Arbitrum’s native governance token ARB was launched and airdropped on March 23, generating a buzz around the layer-2 protocol as hundreds of thousands of eligible users and DAOs attempted to claim the token. According to sources, due to overwhelming user demand, the airdrop claim page crashed soon after its launch, displaying 404 and 429 errors for over an hour.

Arbitrum was one of the largest blockchain projects without a token, so the hype surrounding its demise was to be anticipated. Despite this, it demonstrates how community-driven initiatives in the area can thrive in the face of competitors, technical challenges, market downturns, and regulatory uncertainty.

Arbitrum was not the first, nor will it be the last, initiative to mobilise large audiences. In February, the layer-1 protocol Core DAO token distribution followed a similar engagement formula, with 1.2 million tokens airdropped to individual users. Even before the mainnet launch in 2021, the project had over 1.6 million Twitter followers and over 215,000 Discord users.

“Community ownership and inclusion was a major goal from the beginning,” Core DAO contributor Brendon Sedo told sources. “Another important aspect for our community is transparency.” Too many initiatives keep their progress and development hidden behind closed doors. We’ve made it a mission to spread information across multiple platforms.”

Satoshi Plus, Core’s blockchain’s consensus method, combines proof-of-work and delegated proof-of-stake. Its airdrop was carried out in collaboration with the Satoshi App, an app that allows users to “mine” in-app rewards without the need for money or an exclusive invite. According to Core, the app was critical in getting tokens into the hands of true network users, with 25% of the token supply devoted to the collaboration.

Community participation is also essential for Web3 games and metaverse networks.

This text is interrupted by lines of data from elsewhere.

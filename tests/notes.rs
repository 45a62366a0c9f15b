use std::io;
use std::sync::Arc;
use std::sync::atomic::{AtomicBool, Ordering};

use toolbench::notes::{self, NoteDraft, NoteVault, NotesError};
use toolbench::storage::{KeyValueStore, MemoryStore, Storage, StorageError, StorageKey};

const MASTER: &str = "correct horse battery";

fn draft(title: &str, content: &str, category: &str) -> NoteDraft {
    NoteDraft {
        title: title.to_string(),
        content: content.to_string(),
        category: category.to_string(),
    }
}

fn vault_with_notes(storage: &mut Storage) -> NoteVault {
    let mut vault = NoteVault::set_master_password(storage, MASTER).unwrap();
    vault.add(storage, draft("Bank", "PIN 4821 for the savings card", "Finance")).unwrap();
    vault.add(storage, draft("Wifi", "guest network: otter-lake", "")).unwrap();
    vault
}

#[test]
fn master_password_is_set_once() {
    let mut storage = Storage::in_memory();
    assert!(!notes::has_master_password(&storage));

    NoteVault::set_master_password(&mut storage, MASTER).unwrap();
    assert!(notes::has_master_password(&storage));

    let again = NoteVault::set_master_password(&mut storage, "another password");
    assert!(matches!(again, Err(NotesError::MasterPasswordAlreadySet)));
}

#[test]
fn short_master_password_is_rejected() {
    let mut storage = Storage::in_memory();
    let result = NoteVault::set_master_password(&mut storage, "short");
    assert!(matches!(result, Err(NotesError::PasswordTooShort)));
    assert!(!notes::has_master_password(&storage));
}

#[test]
fn unlock_needs_the_right_password() {
    let mut storage = Storage::in_memory();
    assert!(matches!(
        NoteVault::unlock(&storage, MASTER),
        Err(NotesError::MasterPasswordNotSet)
    ));

    drop(vault_with_notes(&mut storage));
    assert!(matches!(
        NoteVault::unlock(&storage, "wrong password"),
        Err(NotesError::WrongPassword)
    ));

    let vault = NoteVault::unlock(&storage, MASTER).unwrap();
    assert_eq!(vault.list().len(), 2);
    assert_eq!(vault.list()[0].title, "Wifi");
}

#[test]
fn stored_vault_does_not_contain_plaintext() {
    let mut storage = Storage::in_memory();
    drop(vault_with_notes(&mut storage));

    for key in storage.keys() {
        let raw = storage.get_raw(&key).unwrap().unwrap_or_default();
        assert!(!raw.contains("4821"), "{key} leaks note content");
        assert!(!raw.contains("otter-lake"), "{key} leaks note content");
        assert!(!raw.contains(MASTER), "{key} leaks the master password");
    }
}

#[test]
fn notes_default_to_general_category() {
    let mut storage = Storage::in_memory();
    let vault = vault_with_notes(&mut storage);
    assert_eq!(vault.list()[0].category, "General");
    assert_eq!(vault.categories(), vec!["Finance".to_string(), "General".to_string()]);
    assert_eq!(vault.by_category("finance").len(), 1);
}

#[test]
fn empty_notes_are_rejected() {
    let mut storage = Storage::in_memory();
    let mut vault = NoteVault::set_master_password(&mut storage, MASTER).unwrap();
    let result = vault.add(&mut storage, draft("  ", "", "Misc"));
    assert!(matches!(result, Err(NotesError::EmptyNote)));
}

#[test]
fn update_and_delete_persist() {
    let mut storage = Storage::in_memory();
    let mut vault = vault_with_notes(&mut storage);
    let id = vault.list()[1].id.clone();

    let updated = vault
        .update(&mut storage, &id, draft("Bank", "PIN changed", "Finance"))
        .unwrap();
    assert!(updated.updated_at >= updated.created_at);

    let reopened = NoteVault::unlock(&storage, MASTER).unwrap();
    assert_eq!(reopened.get(&id).map(|n| n.content.as_str()), Some("PIN changed"));

    vault.delete(&mut storage, &id).unwrap();
    assert!(matches!(
        vault.delete(&mut storage, &id),
        Err(NotesError::NoteNotFound(_))
    ));
    assert_eq!(NoteVault::unlock(&storage, MASTER).unwrap().list().len(), 1);
}

#[test]
fn search_is_case_insensitive_across_fields() {
    let mut storage = Storage::in_memory();
    let vault = vault_with_notes(&mut storage);
    assert_eq!(vault.search("OTTER").len(), 1);
    assert_eq!(vault.search("finance").len(), 1);
    assert_eq!(vault.search("bank")[0].title, "Bank");
    assert_eq!(vault.search("").len(), 2);
    assert!(vault.search("nothing like this").is_empty());
}

#[test]
fn changing_the_master_password_rekeys_the_vault() {
    let mut storage = Storage::in_memory();
    let mut vault = vault_with_notes(&mut storage);

    assert!(matches!(
        vault.change_master_password(&mut storage, "wrong password", "brand new secret"),
        Err(NotesError::WrongPassword)
    ));
    vault
        .change_master_password(&mut storage, MASTER, "brand new secret")
        .unwrap();

    assert!(matches!(
        NoteVault::unlock(&storage, MASTER),
        Err(NotesError::WrongPassword)
    ));
    assert_eq!(NoteVault::unlock(&storage, "brand new secret").unwrap().list().len(), 2);
}

/// Memory store whose writes to the master record fail once `broken` is set
struct FailingMasterStore {
    inner: MemoryStore,
    broken: Arc<AtomicBool>,
}

impl KeyValueStore for FailingMasterStore {
    fn get_raw(&self, key: &str) -> Result<Option<String>, StorageError> {
        self.inner.get_raw(key)
    }

    fn set_raw(&mut self, key: &str, value: String) -> Result<(), StorageError> {
        if self.broken.load(Ordering::SeqCst) && key == StorageKey::MasterPassword.name() {
            return Err(io::Error::other("disk full").into());
        }
        self.inner.set_raw(key, value)
    }

    fn remove(&mut self, key: &str) -> Result<(), StorageError> {
        self.inner.remove(key)
    }

    fn keys(&self) -> Vec<String> {
        self.inner.keys()
    }
}

#[test]
fn failed_rekey_keeps_the_current_password_working() {
    let broken = Arc::new(AtomicBool::new(false));
    let mut storage = Storage::new(FailingMasterStore {
        inner: MemoryStore::new(),
        broken: broken.clone(),
    });
    let mut vault = vault_with_notes(&mut storage);

    broken.store(true, Ordering::SeqCst);
    let result = vault.change_master_password(&mut storage, MASTER, "brand new secret");
    assert!(matches!(result, Err(NotesError::Storage(StorageError::Io(_)))));
    broken.store(false, Ordering::SeqCst);

    let reopened = NoteVault::unlock(&storage, MASTER).unwrap();
    assert_eq!(reopened.list().len(), 2);
    assert!(matches!(
        NoteVault::unlock(&storage, "brand new secret"),
        Err(NotesError::WrongPassword)
    ));

    // The in-memory vault still writes under the current password
    vault.add(&mut storage, draft("Door", "code 1337", "Home")).unwrap();
    assert_eq!(NoteVault::unlock(&storage, MASTER).unwrap().list().len(), 3);
}

#[test]
fn backup_restores_into_fresh_storage() {
    let mut storage = Storage::in_memory();
    drop(vault_with_notes(&mut storage));
    let backup = notes::export_backup(&storage).unwrap();

    let mut restored = Storage::in_memory();
    notes::import_backup(&mut restored, &backup).unwrap();
    let vault = NoteVault::unlock(&restored, MASTER).unwrap();
    assert_eq!(vault.list().len(), 2);

    assert!(matches!(
        notes::import_backup(&mut restored, b"not a backup"),
        Err(NotesError::Backup(_))
    ));
}
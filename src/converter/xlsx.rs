use calamine::{Data, Reader, Xlsx};
use rust_xlsxwriter::{Workbook, Worksheet};
use std::io::Cursor;

use super::ConvertError;

fn cell_text(cell: &Data) -> String {
    match cell {
        Data::Empty => String::new(),
        Data::String(s) => s.clone(),
        Data::Int(i) => i.to_string(),
        // Whole floats print without the trailing ".0"
        Data::Float(f) if f.fract() == 0.0 && f.abs() < 1e15 => format!("{}", *f as i64),
        Data::Float(f) => f.to_string(),
        other => other.to_string(),
    }
}

/// First worksheet as rows of display strings, trailing empty rows dropped
pub fn read_first_sheet(bytes: &[u8]) -> Result<Vec<Vec<String>>, ConvertError> {
    let mut workbook: Xlsx<_> =
        Xlsx::new(Cursor::new(bytes)).map_err(|e| ConvertError::Spreadsheet(e.to_string()))?;

    let sheet_name = workbook
        .sheet_names()
        .first()
        .cloned()
        .ok_or_else(|| ConvertError::Spreadsheet("no sheets found in workbook".to_string()))?;

    let range = workbook
        .worksheet_range(&sheet_name)
        .map_err(|e| ConvertError::Spreadsheet(format!("{sheet_name}: {e}")))?;

    let mut rows: Vec<Vec<String>> = range
        .rows()
        .map(|row| row.iter().map(cell_text).collect())
        .collect();
    while rows
        .last()
        .is_some_and(|row| row.iter().all(|cell| cell.trim().is_empty()))
    {
        rows.pop();
    }

    log::debug!("read {} rows from sheet {sheet_name}", rows.len());
    Ok(rows)
}

/// Single-sheet workbook, one string cell per item
pub fn write_rows(rows: &[Vec<String>]) -> Result<Vec<u8>, ConvertError> {
    let xlsx_error = |e: rust_xlsxwriter::XlsxError| ConvertError::Spreadsheet(e.to_string());

    let mut workbook = Workbook::new();
    let mut worksheet = Worksheet::new();
    for (r, row) in rows.iter().enumerate() {
        for (c, value) in row.iter().enumerate() {
            worksheet
                .write_string(r as u32, c as u16, value)
                .map_err(xlsx_error)?;
        }
    }
    workbook.push_worksheet(worksheet);
    workbook.save_to_buffer().map_err(xlsx_error)
}

#[cfg(test)]
mod tests {
    use super::*;

    #[test]
    fn written_rows_read_back() {
        let rows = vec![
            vec!["name".to_string(), "qty".to_string()],
            vec!["apples".to_string(), "3".to_string()],
        ];
        let bytes = write_rows(&rows).unwrap();
        assert_eq!(read_first_sheet(&bytes).unwrap(), rows);
    }

    #[test]
    fn whole_floats_drop_the_fraction() {
        assert_eq!(cell_text(&Data::Float(3.0)), "3");
        assert_eq!(cell_text(&Data::Float(2.5)), "2.5");
    }
}
#[tokio::test]
async fn master_password_can_be_changed_and_backed_up() {
    let app = app();
    let token = open_vault(&app, "hunter22!").await;
    notes_request(&app, Method::POST, "/api/notes", &token, json!({"title": "Bank", "content": "PIN 4821"})).await;

    let request = Request::get("/api/notes/backup")
        .header(header::AUTHORIZATION, bearer(&token))
        .body(Body::empty())
        .unwrap();
    let (code, backup) = send(&app, request).await;
    assert_eq!(code, StatusCode::OK);

    let (code, _) = notes_request(
        &app,
        Method::POST,
        "/api/notes/password",
        &token,
        json!({"currentPassword": "wrong-password", "newPassword": "correct horse"}),
    )
    .await;
    assert_eq!(code, StatusCode::UNAUTHORIZED);
    let (code, _) = notes_request(
        &app,
        Method::POST,
        "/api/notes/password",
        &token,
        json!({"currentPassword": "hunter22!", "newPassword": "correct horse"}),
    )
    .await;
    assert_eq!(code, StatusCode::OK);

    let (code, _) = post_json(&app, "/api/notes/unlock", json!({"password": "hunter22!"})).await;
    assert_eq!(code, StatusCode::UNAUTHORIZED);
    let (code, _) = post_json(&app, "/api/notes/unlock", json!({"password": "correct horse"})).await;
    assert_eq!(code, StatusCode::OK);

    // Restoring needs a session and brings back the backup's password
    let request = Request::post("/api/notes/backup").body(Body::from(backup.clone())).unwrap();
    let (code, _) = send(&app, request).await;
    assert_eq!(code, StatusCode::UNAUTHORIZED);

    let request = Request::post("/api/notes/backup")
        .header(header::AUTHORIZATION, bearer(&token))
        .body(Body::from(backup))
        .unwrap();
    let (code, _) = send(&app, request).await;
    assert_eq!(code, StatusCode::OK);

    let (code, body) = post_json(&app, "/api/notes/unlock", json!({"password": "hunter22!"})).await;
    assert_eq!(code, StatusCode::OK);
    let token = body["token"].as_str().unwrap().to_string();
    let (_, listing) = notes_request(&app, Method::GET, "/api/notes", &token, Value::Null).await;
    assert_eq!(listing["notes"][0]["content"], "PIN 4821");
}

#[tokio::test]
async fn configured_upload_limit_applies_to_conversions() {
    let mut config = Config::default();
    config.server.max_upload_bytes = 10;
    let state = AppState::new(config, Storage::in_memory(), Converter::new(MockEngine), None);
    let app = router(Arc::new(state));

    let (code, body) = send(&app, upload("/api/convert/pdf-to-docx", "big.pdf", b"%PDF-1.7 more than ten bytes")).await;
    assert_eq!(code, StatusCode::PAYLOAD_TOO_LARGE);
    let body: Value = serde_json::from_slice(&body).unwrap();
    assert_eq!(body["status"], "error");
}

According to the business, the virtual world Aftermath Islands Metaverse is about to reach 4 million resource pack NFT generated in just 140 days after releasing its first play-to-earn game, adding the last 1 million users in just 15 days.

“Our priority is not the number of users, because our users are anonymously verified using our Proof of Humanity solutions, and they can only have one account with no duplicates, fakes, or bots.” This effectively eliminates ‘eyeball’ measuring and false results, allowing us to concentrate on what users are doing,” explained David Lucatch, managing director of Aftermath Islands.

The resource pack NFTs reflect true ownership of things that can be traded or used in various ways as personal items on the platform. According to the business, Pack generates 60,000 real users per day.

Decentralization and community involvement have always been important elements of cryptocurrency. Sedo of Core DAO contends that project insiders and a dearth of community ownership endanger blockchain’s potential. “[…] chains had to make tradeoffs between security, scalability, and decentralization,” he explained, adding that “the classic blockchain trilemma gets a lot of attention, but there aren’t many solutions.” Many chains and initiatives simply accept that in order to be scalable, they must forego decentralisation.”